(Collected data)
= = = = = = =

//! Read-only state reports for the `query` command family.

use serde::Serialize;

use crate::actor::reactor::{Reactor, ReactorError};
use crate::ipc::command::QueryCommand;
use crate::sys::geometry::Rect;
use crate::sys::window_server::WindowId;

#[derive(Serialize, Debug, Clone, PartialEq)]
struct WindowSummary {
    id: WindowId,
    owner: String,
    name: String,
    frame: Rect,
    floating: bool,
}

impl WindowSummary {
    fn line(&self) -> String { format!("{}, {}, {}\n", self.id, self.owner, self.name) }
}

pub struct QueryHandler;

impl QueryHandler {
    pub fn handle(reactor: &Reactor, query: QueryCommand) -> Result<String, ReactorError> {
        match query {
            QueryCommand::WindowDetails(id) => Self::window_details(reactor, id),
            QueryCommand::WindowList { json } => {
                let windows = Self::window_list(reactor)?;
                if json {
                    Ok(serde_json::to_string(&windows)? + "\n")
                } else {
                    Ok(windows.iter().map(WindowSummary::line).collect())
                }
            }
            QueryCommand::WindowFocused => {
                let id = reactor
                    .window_server
                    .focused_window()
                    .ok_or(ReactorError::NoFocusedWindow)?;
                Ok(format!("{id}\n"))
            }
            QueryCommand::DesktopTree => Ok(reactor.active_space()?.tree.draw_tree()),
            QueryCommand::DesktopMode => Ok(format!("{}\n", reactor.active_space()?.mode)),
            QueryCommand::DesktopWindows => {
                let windows = reactor.active_space()?.windows();
                let ids: Vec<String> = windows.iter().map(ToString::to_string).collect();
                Ok(format!("{}\n", ids.join(" ")))
            }
        }
    }

    fn window_details(reactor: &Reactor, id: WindowId) -> Result<String, ReactorError> {
        let info = reactor.window_server.window(id).ok_or(ReactorError::UnknownWindow(id))?;
        let (space, state) = match reactor.locate(id) {
            Some(space) => {
                let state = if space.is_floating(id) { "floating" } else { "tiled" };
                (space.id.to_string(), state)
            }
            None => ("-".to_string(), "unmanaged"),
        };
        let f = info.frame;
        Ok(format!(
            "id: {}\nowner: {}\nname: {}\nframe: {} {} {} {}\nspace: {space}\nstate: {state}\n",
            info.id,
            info.owner,
            info.name,
            f.min_x(),
            f.min_y(),
            f.size.width,
            f.size.height,
        ))
    }

    /// Windows of the active desktop, tiled ones in tree order first.
    fn window_list(reactor: &Reactor) -> Result<Vec<WindowSummary>, ReactorError> {
        let space = reactor.active_space()?;
        let ids = space.windows();
        let floating: Vec<bool> = ids.iter().map(|w| space.is_floating(*w)).collect();
        reactor.registry.release(space);

        Ok(ids
            .into_iter()
            .zip(floating)
            .filter_map(|(id, floating)| {
                let info = reactor.window_server.window(id)?;
                Some(WindowSummary {
                    id,
                    owner: info.owner,
                    name: info.name,
                    frame: info.frame,
                    floating,
                })
            })
            .collect())
    }
}

#[cfg(test)]
mod tests {
    use pretty_assertions::assert_eq;

    use crate::actor::reactor::testing::Harness;

    #[test]
    fn window_queries() {
        let h = Harness::new();
        h.open(1, "Term");
        h.open(2, "Mail");
        assert_eq!(h.command("query window focused"), "2\n");
        assert_eq!(
            h.command("query window list"),
            "1, Term, Term window 1\n2, Mail, Mail window 2\n"
        );
        assert_eq!(
            h.command("query window details 2"),
            "id: 2\nowner: Mail\nname: Mail window 2\nframe: 960 0 960 1080\nspace: 1\nstate: tiled\n"
        );
        assert_eq!(h.command("query window details 9"), "error: window 9 does not exist\n");
    }

    #[test]
    fn window_list_as_json() {
        let h = Harness::new();
        h.open(1, "Term");
        let out = h.command("query window list --json");
        let parsed: serde_json::Value = serde_json::from_str(&out).unwrap();
        assert_eq!(parsed[0]["id"], 1);
        assert_eq!(parsed[0]["owner"], "Term");
        assert_eq!(parsed[0]["floating"], false);
        assert_eq!(parsed[0]["frame"]["size"]["width"], 1920.0);
    }

    #[test]
    fn desktop_queries() {
        let h = Harness::new();
        assert_eq!(h.command("query desktop tree"), "<empty tree>\n");
        h.open(1, "Term");
        h.open(2, "Term");
        assert_eq!(h.command("query desktop mode"), "bsp\n");
        assert_eq!(h.command("query desktop windows"), "1 2\n");
        let tree = h.command("query desktop tree");
        assert!(tree.contains("vertical 0.500"), "{tree}");
        assert!(tree.contains("window 2"), "{tree}");
    }
}
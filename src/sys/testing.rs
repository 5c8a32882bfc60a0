//! Recording doubles used by unit tests.

use parking_lot::Mutex;

use crate::sys::geometry::Rect;
use crate::sys::overlay::BorderOverlay;

#[derive(Default)]
pub(crate) struct RecordingOverlay {
    pub shown: Mutex<Vec<Vec<Rect>>>,
    pub cleared: Mutex<usize>,
}

impl RecordingOverlay {
    pub fn last_shown(&self) -> Option<Vec<Rect>> { self.shown.lock().last().cloned() }

    pub fn clear_count(&self) -> usize { *self.cleared.lock() }
}

impl BorderOverlay for RecordingOverlay {
    fn show_preselection(&self, rects: &[Rect]) { self.shown.lock().push(rects.to_vec()); }

    fn clear_preselection(&self) { *self.cleared.lock() += 1; }
}
/// Which child a newly tiled window becomes when a leaf is split.
#[derive(Clone, Copy, Debug, Default, PartialEq, Eq, Serialize, Deserialize)]
#[serde(rename_all = "snake_case")]
pub enum SpawnPosition {
    Left,
    #[default]
    Right,
}

#[derive(Clone, Copy, Debug, PartialEq)]
pub struct SplitSettings {
    pub split: Split,
    pub ratio: f64,
    pub optimal_ratio: f64,
    pub spawn: SpawnPosition,
}

impl Default for SplitSettings {
    fn default() -> Self {
        Self {
            split: Split::Optimal,
            ratio: 0.5,
            optimal_ratio: DEFAULT_OPTIMAL_RATIO,
            spawn: SpawnPosition::Right,
        }
    }
}

#[derive(Clone, Copy, Debug, PartialEq, Eq, EnumString, Display)]
pub enum Rotation {
    #[strum(serialize = "90")]
    Deg90,
    #[strum(serialize = "180")]
    Deg180,
    #[strum(serialize = "270")]
    Deg270,
}

#[derive(Clone, Copy, Debug, PartialEq, Eq, EnumString, Display)]
#[strum(serialize_all = "snake_case", ascii_case_insensitive)]
pub enum Zoom {
    /// Show the leaf over the whole space.
    Fullscreen,
    /// Show the leaf over its parent's region.
    Parent,
}

/// Binary layout tree for one virtual space.
///
/// Nodes live in an arena and refer to each other by [`NodeId`]. Every
/// internal node has exactly two children.
#[derive(Serialize, Deserialize, Clone, Debug)]
pub struct BspTree {
    nodes: SlotMap<NodeId, Node>,
    root: Option<NodeId>,
    window_to_node: HashMap<WindowId, NodeId>,
    bounds: Region,
    gap: f64,
    /// Threshold for splits restored as `optimal`.
    optimal_ratio: f64,
}

impl Default for BspTree {
    fn default() -> Self {
        Self {
            nodes: SlotMap::with_key(),
            root: None,
            window_to_node: HashMap::default(),
            bounds: Region::default(),
            gap: 0.0,
            optimal_ratio: DEFAULT_OPTIMAL_RATIO,
        }
    }
}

= = = = = = =

_Task item:_ An exact copy of every entry is required.

_Exercise result:_
//! Read-only state reports for the `query` command family.

use serde::Serialize;

use crate::actor::reactor::{Reactor, ReactorError};
use crate::ipc::command::QueryCommand;
use crate::sys::geometry::Rect;
use crate::sys::window_server::WindowId;

#[derive(Serialize, Debug, Clone, PartialEq)]
struct WindowSummary {
    id: WindowId,
    owner: String,
    name: String,
    frame: Rect,
    floating: bool,
}

impl WindowSummary {
    fn line(&self) -> String { format!("{}, {}, {}\n", self.id, self.owner, self.name) }
}

pub struct QueryHandler;

impl QueryHandler {
    pub fn handle(reactor: &Reactor, query: QueryCommand) -> Result<String, ReactorError> {
        match query {
            QueryCommand::WindowDetails(id) => Self::window_details(reactor, id),
            QueryCommand::WindowList { json } => {
                let windows = Self::window_list(reactor)?;
                if json {
                    Ok(serde_json::to_string(&windows)? + "\n")
                } else {
                    Ok(windows.iter().map(WindowSummary::line).collect())
                }
            }
            QueryCommand::WindowFocused => {
                let id = reactor
                    .window_server
                    .focused_window()
                    .ok_or(ReactorError::NoFocusedWindow)?;
                Ok(format!("{id}\n"))
            }
            QueryCommand::DesktopTree => Ok(reactor.active_space()?.tree.draw_tree()),
            QueryCommand::DesktopMode => Ok(format!("{}\n", reactor.active_space()?.mode)),
            QueryCommand::DesktopWindows => {
                let windows = reactor.active_space()?.windows();
                let ids: Vec<String> = windows.iter().map(ToString::to_string).collect();
                Ok(format!("{}\n", ids.join(" ")))
            }
        }
    }

    fn window_details(reactor: &Reactor, id: WindowId) -> Result<String, ReactorError> {
        let info = reactor.window_server.window(id).ok_or(ReactorError::UnknownWindow(id))?;
        let (space, state) = match reactor.locate(id) {
            Some(space) => {
                let state = if space.is_floating(id) { "floating" } else { "tiled" };
                (space.id.to_string(), state)
            }
            None => ("-".to_string(), "unmanaged"),
        };
        let f = info.frame;
        Ok(format!(
            "id: {}\nowner: {}\nname: {}\nframe: {} {} {} {}\nspace: {space}\nstate: {state}\n",
            info.id,
            info.owner,
            info.name,
            f.min_x(),
            f.min_y(),
            f.size.width,
            f.size.height,
        ))
    }

    /// Windows of the active desktop, tiled ones in tree order first.
    fn window_list(reactor: &Reactor) -> Result<Vec<WindowSummary>, ReactorError> {
        let space = reactor.active_space()?;
        let ids = space.windows();
        let floating: Vec<bool> = ids.iter().map(|w| space.is_floating(*w)).collect();
        reactor.registry.release(space);

        Ok(ids
            .into_iter()
            .zip(floating)
            .filter_map(|(id, floating)| {
                let info = reactor.window_server.window(id)?;
                Some(WindowSummary {
                    id,
                    owner: info.owner,
                    name: info.name,
                    frame: info.frame,
                    floating,
                })
            })
            .collect())
    }
}

#[cfg(test)]
mod tests {
    use pretty_assertions::assert_eq;

    use crate::actor::reactor::testing::Harness;

    #[test]
    fn window_queries() {
        let h = Harness::new();
        h.open(1, "Term");
        h.open(2, "Mail");
        assert_eq!(h.command("query window focused"), "2\n");
        assert_eq!(
            h.command("query window list"),
            "1, Term, Term window 1\n2, Mail, Mail window 2\n"
        );
        assert_eq!(
            h.command("query window details 2"),
            "id: 2\nowner: Mail\nname: Mail window 2\nframe: 960 0 960 1080\nspace: 1\nstate: tiled\n"
        );
        assert_eq!(h.command("query window details 9"), "error: window 9 does not exist\n");
    }

    #[test]
    fn window_list_as_json() {
        let h = Harness::new();
        h.open(1, "Term");
        let out = h.command("query window list --json");
        let parsed: serde_json::Value = serde_json::from_str(&out).unwrap();
        assert_eq!(parsed[0]["id"], 1);
        assert_eq!(parsed[0]["owner"], "Term");
        assert_eq!(parsed[0]["floating"], false);
        assert_eq!(parsed[0]["frame"]["size"]["width"], 1920.0);
    }

    #[test]
    fn desktop_queries() {
        let h = Harness::new();
        assert_eq!(h.command("query desktop tree"), "<empty tree>\n");
        h.open(1, "Term");
        h.open(2, "Term");
        assert_eq!(h.command("query desktop mode"), "bsp\n");
        assert_eq!(h.command("query desktop windows"), "1 2\n");
        let tree = h.command("query desktop tree");
        assert!(tree.contains("vertical 0.500"), "{tree}");
        assert!(tree.contains("window 2"), "{tree}");
    }
}
filename src/sys/testing.rs
repository 5c8a32882bfc60a0
//! Recording doubles used by unit tests.

use parking_lot::Mutex;

use crate::sys::geometry::Rect;
use crate::sys::overlay::BorderOverlay;

#[derive(Default)]
pub(crate) struct RecordingOverlay {
    pub shown: Mutex<Vec<Vec<Rect>>>,
    pub cleared: Mutex<usize>,
}

impl RecordingOverlay {
    pub fn last_shown(&self) -> Option<Vec<Rect>> { self.shown.lock().last().cloned() }

    pub fn clear_count(&self) -> usize { *self.cleared.lock() }
}

impl BorderOverlay for RecordingOverlay {
    fn show_preselection(&self, rects: &[Rect]) { self.shown.lock().push(rects.to_vec()); }

    fn clear_preselection(&self) { *self.cleared.lock() += 1; }
}
/// Which child a newly tiled window becomes when a leaf is split.
#[derive(Clone, Copy, Debug, Default, PartialEq, Eq, Serialize, Deserialize)]
#[serde(rename_all = "snake_case")]
pub enum SpawnPosition {
    Left,
    #[default]
    Right,
}

#[derive(Clone, Copy, Debug, PartialEq)]
pub struct SplitSettings {
    pub split: Split,
    pub ratio: f64,
    pub optimal_ratio: f64,
    pub spawn: SpawnPosition,
}

impl Default for SplitSettings {
    fn default() -> Self {
        Self {
            split: Split::Optimal,
            ratio: 0.5,
            optimal_ratio: DEFAULT_OPTIMAL_RATIO,
            spawn: SpawnPosition::Right,
        }
    }
}

#[derive(Clone, Copy, Debug, PartialEq, Eq, EnumString, Display)]
pub enum Rotation {
    #[strum(serialize = "90")]
    Deg90,
    #[strum(serialize = "180")]
    Deg180,
    #[strum(serialize = "270")]
    Deg270,
}

#[derive(Clone, Copy, Debug, PartialEq, Eq, EnumString, Display)]
#[strum(serialize_all = "snake_case", ascii_case_insensitive)]
pub enum Zoom {
    /// Show the leaf over the whole space.
    Fullscreen,
    /// Show the leaf over its parent's region.
    Parent,
}

/// Binary layout tree for one virtual space.
///
/// Nodes live in an arena and refer to each other by [`NodeId`]. Every
/// internal node has exactly two children.
#[derive(Serialize, Deserialize, Clone, Debug)]
pub struct BspTree {
    nodes: SlotMap<NodeId, Node>,
    root: Option<NodeId>,
    window_to_node: HashMap<WindowId, NodeId>,
    bounds: Region,
    gap: f64,
    /// Threshold for splits restored as `optimal`.
    optimal_ratio: f64,
}

impl Default for BspTree {
    fn default() -> Self {
        Self {
            nodes: SlotMap::with_key(),
            root: None,
            window_to_node: HashMap::default(),
            bounds: Region::default(),
            gap: 0.0,
            optimal_ratio: DEFAULT_OPTIMAL_RATIO,
        }
    }
}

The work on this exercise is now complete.